Brokers and analysts are certain that Dubai residential house prices will rise next year but disagree over the speed of the property market’s recovery.
Two reports yesterday by JLL and dubizzle and by Cushman & Wakefield Core are forecasting that Dubai’s property market will recover much faster than the end of next year, which their rival Cluttons had set as a target on Sunday.
All three brokers expect house prices and rents to rise at various points next year as the emirate’s economy recovers and construction jobs are created to build Expo 2020 infrastructure.
According to the report by property broker JLL and website dubizzle, average asking rents and sales prices in the city are 4 per cent lower than they were a year ago. However, during the third quarter they remained largely unchanged.
"While it is always hard to recognise the precise bottom of a cycle until after the market recovers again, we feel there is limited further downside potential in rentals from this point," said Craig Plumb, the head of research at JLL, and Ann Boothello, the senior product marketing manager at dubizzle, the report’s authors.
"Trends in sales prices also provide a similar picture of the market poised close to the bottom of its current cycle with no movement in Q3 2016," they said.
According to JLL and dubizzle, property sales prices in Dubai have fallen by 15 per cent over the past two years and rents are down by about 10 per cent.
Rival property broker Cushman & Wakefield Core said that it had already seen an increase in sales prices in some of Dubai’s lower to midmarket submarkets.
It said that average sales prices in areas such as Dubai Silicon Oasis, Dubai Sports City, International City and Discovery Gardens had risen between 3 and 5 per cent from their lowest levels at the start of 2016.
However, prices in prime areas such as Downtown Dubai, Dubai Marina and Palm Jumeirah continue to witness marginal sales price contractions in the range of between 1 and 2 per cent quarter-on-quarter.

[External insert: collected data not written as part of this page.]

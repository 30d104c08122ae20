//! Backend-specific pools and connections
//!
//! Every monitored database is one of the backends sqlx can drive. Pools and
//! connections are wrapped in enums so the rest of the engine handles them
//! uniformly; statements are dispatched to the matching variant by the
//! `fetch_rows!` and `fetch_scalar!` macros.

use batchlens_core::domain::datasource::{DataSourceConfig, DatabaseKind};
use sqlx::mysql::{MySqlConnectOptions, MySqlPoolOptions};
use sqlx::pool::PoolConnection;
use sqlx::postgres::{PgConnectOptions, PgPoolOptions};
use sqlx::sqlite::{SqliteConnectOptions, SqlitePoolOptions};
use sqlx::{Connection, MySql, MySqlConnection, MySqlPool, PgConnection, PgPool, Postgres};
use sqlx::{Sqlite, SqliteConnection, SqlitePool};
use std::str::FromStr;

use crate::config::PoolSettings;
use crate::error::{EngineError, Result};
use crate::query::Dialect;

/// Connection pool for one data source
#[derive(Debug, Clone)]
pub enum BatchPool {
    Postgres(PgPool),
    MySql(MySqlPool),
    Sqlite(SqlitePool),
}

impl BatchPool {
    pub fn dialect(&self) -> Dialect {
        match self {
            BatchPool::Postgres(_) => Dialect::Postgres,
            BatchPool::MySql(_) => Dialect::MySql,
            BatchPool::Sqlite(_) => Dialect::Sqlite,
        }
    }

    /// Take a connection from the pool, opening one if none is idle
    pub async fn acquire(&self) -> Result<BatchConnection> {
        let conn = match self {
            BatchPool::Postgres(pool) => pool.acquire().await.map(BatchConnection::Postgres),
            BatchPool::MySql(pool) => pool.acquire().await.map(BatchConnection::MySql),
            BatchPool::Sqlite(pool) => pool.acquire().await.map(BatchConnection::Sqlite),
        };
        conn.map_err(EngineError::Connection)
    }

    /// Close every connection; waits for checked-out connections to return
    pub async fn close(&self) {
        match self {
            BatchPool::Postgres(pool) => pool.close().await,
            BatchPool::MySql(pool) => pool.close().await,
            BatchPool::Sqlite(pool) => pool.close().await,
        }
    }

    pub fn is_closed(&self) -> bool {
        match self {
            BatchPool::Postgres(pool) => pool.is_closed(),
            BatchPool::MySql(pool) => pool.is_closed(),
            BatchPool::Sqlite(pool) => pool.is_closed(),
        }
    }
}

/// Connection checked out of a [`BatchPool`]; returned to it on drop
#[derive(Debug)]
pub enum BatchConnection {
    Postgres(PoolConnection<Postgres>),
    MySql(PoolConnection<MySql>),
    Sqlite(PoolConnection<Sqlite>),
}

impl BatchConnection {
    pub fn dialect(&self) -> Dialect {
        match self {
            BatchConnection::Postgres(_) => Dialect::Postgres,
            BatchConnection::MySql(_) => Dialect::MySql,
            BatchConnection::Sqlite(_) => Dialect::Sqlite,
        }
    }
}

/// Backend selected by the configuration's driver identifier
pub fn backend_for(config: &DataSourceConfig) -> Result<DatabaseKind> {
    let driver = config.effective_driver();
    DatabaseKind::from_driver(driver).ok_or_else(|| EngineError::UnsupportedDriver(driver.to_string()))
}

/// Build a pool that opens connections on first use
///
/// Must be called from within a tokio runtime.
pub fn create_pool(config: &DataSourceConfig, settings: &PoolSettings) -> Result<BatchPool> {
    let pool = match backend_for(config)? {
        DatabaseKind::PostgreSql => BatchPool::Postgres(
            PgPoolOptions::new()
                .max_connections(settings.max_connections)
                .min_connections(settings.min_idle)
                .acquire_timeout(settings.connect_timeout)
                .idle_timeout(settings.idle_timeout)
                .max_lifetime(settings.max_lifetime)
                .connect_lazy_with(pg_options(config)?),
        ),
        DatabaseKind::MySql => BatchPool::MySql(
            MySqlPoolOptions::new()
                .max_connections(settings.max_connections)
                .min_connections(settings.min_idle)
                .acquire_timeout(settings.connect_timeout)
                .idle_timeout(settings.idle_timeout)
                .max_lifetime(settings.max_lifetime)
                .connect_lazy_with(mysql_options(config)?),
        ),
        DatabaseKind::Sqlite => BatchPool::Sqlite(
            SqlitePoolOptions::new()
                .max_connections(settings.max_connections)
                .min_connections(settings.min_idle)
                .acquire_timeout(settings.connect_timeout)
                .idle_timeout(settings.idle_timeout)
                .max_lifetime(settings.max_lifetime)
                .connect_lazy_with(sqlite_options(config)?),
        ),
    };

    Ok(pool)
}

/// Open one connection outside any pool, ping it and close it
pub async fn ping(config: &DataSourceConfig) -> Result<()> {
    match backend_for(config)? {
        DatabaseKind::PostgreSql => {
            let mut conn = PgConnection::connect_with(&pg_options(config)?)
                .await
                .map_err(EngineError::Connection)?;
            conn.ping().await.map_err(EngineError::Connection)?;
            conn.close().await.map_err(EngineError::Connection)
        }
        DatabaseKind::MySql => {
            let mut conn = MySqlConnection::connect_with(&mysql_options(config)?)
                .await
                .map_err(EngineError::Connection)?;
            conn.ping().await.map_err(EngineError::Connection)?;
            conn.close().await.map_err(EngineError::Connection)
        }
        DatabaseKind::Sqlite => {
            let mut conn = SqliteConnection::connect_with(&sqlite_options(config)?)
                .await
                .map_err(EngineError::Connection)?;
            conn.ping().await.map_err(EngineError::Connection)?;
            conn.close().await.map_err(EngineError::Connection)
        }
    }
}

// =============================================================================
// Connect Options
// =============================================================================

/// Accept JDBC-style URLs as pasted from an application's configuration
fn connection_url(config: &DataSourceConfig) -> &str {
    let url = config.url.trim();
    url.strip_prefix("jdbc:").unwrap_or(url)
}

fn pg_options(config: &DataSourceConfig) -> Result<PgConnectOptions> {
    let mut options =
        PgConnectOptions::from_str(connection_url(config)).map_err(EngineError::Connection)?;
    if !config.username.is_empty() {
        options = options.username(&config.username);
    }
    if !config.password.is_empty() {
        options = options.password(&config.password);
    }
    Ok(options)
}

fn mysql_options(config: &DataSourceConfig) -> Result<MySqlConnectOptions> {
    let mut options =
        MySqlConnectOptions::from_str(connection_url(config)).map_err(EngineError::Connection)?;
    if !config.username.is_empty() {
        options = options.username(&config.username);
    }
    if !config.password.is_empty() {
        options = options.password(&config.password);
    }
    Ok(options)
}

/// SQLite files are never created; a missing file is a connection failure
fn sqlite_options(config: &DataSourceConfig) -> Result<SqliteConnectOptions> {
    SqliteConnectOptions::from_str(connection_url(config)).map_err(EngineError::Connection)
}

// =============================================================================
// Statement Dispatch
// =============================================================================

/// Bind every [`SqlParam`](crate::query::SqlParam) of a query in order
macro_rules! bind_params {
    ($stmt:expr, $query:expr) => {{
        let mut stmt = $stmt;
        for param in $query.params() {
            stmt = match param {
                $crate::query::SqlParam::Text(v) => stmt.bind(v.clone()),
                $crate::query::SqlParam::Int(v) => stmt.bind(*v),
                $crate::query::SqlParam::Timestamp(v) => stmt.bind(*v),
            };
        }
        stmt
    }};
}

/// Run a [`SqlQuery`](crate::query::SqlQuery) mapping rows to `$row`
///
/// `$method` is the sqlx terminal (`fetch_all`, `fetch_optional`, `fetch_one`).
macro_rules! fetch_rows {
    ($conn:expr, $query:expr, $row:ty, $method:ident) => {
        match $conn {
            $crate::db::BatchConnection::Postgres(conn) => {
                $crate::db::bind_params!(sqlx::query_as::<_, $row>($query.sql()), $query)
                    .$method(&mut **conn)
                    .await
            }
            $crate::db::BatchConnection::MySql(conn) => {
                $crate::db::bind_params!(sqlx::query_as::<_, $row>($query.sql()), $query)
                    .$method(&mut **conn)
                    .await
            }
            $crate::db::BatchConnection::Sqlite(conn) => {
                $crate::db::bind_params!(sqlx::query_as::<_, $row>($query.sql()), $query)
                    .$method(&mut **conn)
                    .await
            }
        }
    };
}

/// Run a [`SqlQuery`](crate::query::SqlQuery) returning a single column
macro_rules! fetch_scalar {
    ($conn:expr, $query:expr, $value:ty, $method:ident) => {
        match $conn {
            $crate::db::BatchConnection::Postgres(conn) => {
                $crate::db::bind_params!(sqlx::query_scalar::<_, $value>($query.sql()), $query)
                    .$method(&mut **conn)
                    .await
            }
            $crate::db::BatchConnection::MySql(conn) => {
                $crate::db::bind_params!(sqlx::query_scalar::<_, $value>($query.sql()), $query)
                    .$method(&mut **conn)
                    .await
            }
            $crate::db::BatchConnection::Sqlite(conn) => {
                $crate::db::bind_params!(sqlx::query_scalar::<_, $value>($query.sql()), $query)
                    .$method(&mut **conn)
                    .await
            }
        }
    };
}

pub(crate) use bind_params;
pub(crate) use fetch_rows;
pub(crate) use fetch_scalar;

"The prime segment indicates further room for price softening before marking an expected uptick in 2017," said Prathyusha Gurrapu, senior manager for research at Cushman & Wakefield Core "This has led some of the players to announce that the market is still at the bottom, while a nuanced analysis of the situation displays a wider spread in the real estate cycle."
The news comes as brokers continue to report a slump in both sales and rentals at the top end of the Dubai market as senior executive jobs are retrenched and companies cut back on lavish housing allowances.

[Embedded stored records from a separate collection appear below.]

//! Configuration persistence
//!
//! The registry only needs to load and save one serialized blob. Stores
//! are trait-based so the registry can be embedded with any backing.

use parking_lot::Mutex;
use std::path::{Path, PathBuf};

use crate::error::StoreError;

/// Load/save contract for the serialized data source list
pub trait ConfigStore: Send + Sync {
    /// Returns the last saved payload, or `None` if nothing was saved yet
    fn load(&self) -> Result<Option<String>, StoreError>;

    /// Replaces the saved payload
    fn save(&self, payload: &str) -> Result<(), StoreError>;
}

/// JSON file on local disk
///
/// Saves write a sibling temp file and rename it over the target, so a
/// reader never observes a half-written payload.
#[derive(Debug, Clone)]
pub struct FileConfigStore {
    path: PathBuf,
}

impl FileConfigStore {
    pub fn new(path: impl Into<PathBuf>) -> Self {
        Self { path: path.into() }
    }

    pub fn path(&self) -> &Path {
        &self.path
    }

    fn temp_path(&self) -> PathBuf {
        let mut name = self
            .path
            .file_name()
            .map(|n| n.to_os_string())
            .unwrap_or_else(|| "datasources.json".into());
        name.push(".tmp");
        self.path.with_file_name(name)
    }
}

impl ConfigStore for FileConfigStore {
    fn load(&self) -> Result<Option<String>, StoreError> {
        match std::fs::read_to_string(&self.path) {
            Ok(payload) => Ok(Some(payload)),
            Err(e) if e.kind() == std::io::ErrorKind::NotFound => Ok(None),
            Err(e) => Err(e.into()),
        }
    }

    fn save(&self, payload: &str) -> Result<(), StoreError> {
        if let Some(parent) = self.path.parent() {
            if !parent.as_os_str().is_empty() {
                std::fs::create_dir_all(parent)?;
            }
        }

        let temp = self.temp_path();
        std::fs::write(&temp, payload)?;
        std::fs::rename(&temp, &self.path)?;
        Ok(())
    }
}

/// In-memory store, for tests and embedding without persistence
#[derive(Debug, Default)]
pub struct MemoryConfigStore {
    payload: Mutex<Option<String>>,
}

impl MemoryConfigStore {
    pub fn new() -> Self {
        Self::default()
    }

    /// Store pre-populated with a payload
    pub fn with_payload(payload: impl Into<String>) -> Self {
        Self {
            payload: Mutex::new(Some(payload.into())),
        }
    }

    /// Current saved payload
    pub fn payload(&self) -> Option<String> {
        self.payload.lock().clone()
    }
}

impl ConfigStore for MemoryConfigStore {
    fn load(&self) -> Result<Option<String>, StoreError> {
        Ok(self.payload.lock().clone())
    }

    fn save(&self, payload: &str) -> Result<(), StoreError> {
        *self.payload.lock() = Some(payload.to_string());
        Ok(())
    }
}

On Sunday, Cluttons reported that prices for Burj Khalifa apartments had fallen 15 per cent year-on-year and prices at The Palm Jumeirah fell by 12 per cent, in stark contrast to flattening prices in mid-market areas.

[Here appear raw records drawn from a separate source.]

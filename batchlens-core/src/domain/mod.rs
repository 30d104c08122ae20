//! Core domain types
//!
//! This module contains the core domain structures used across Batchlens crates.
//! Data source configurations are owned by the engine's registry; execution
//! records are read-only snapshots of the monitored metadata schema.

pub mod datasource;
pub mod job;
pub mod statistics;
pub mod step;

According to Cushman & Wakefield Core, transactions for homes in the city priced at less than Dh1 million made up nearly half of all transactions in the city so far this year. It found that so called "affordable housing" accounted for 46 per cent of sales transactions – up from 38 per cent a year earlier.
Property portal Propertyfinder said that more than half of its online property searches for rental homes were for homes advertised at Dh100,000 per year or less, yet properties within this range account for only a quarter of listings.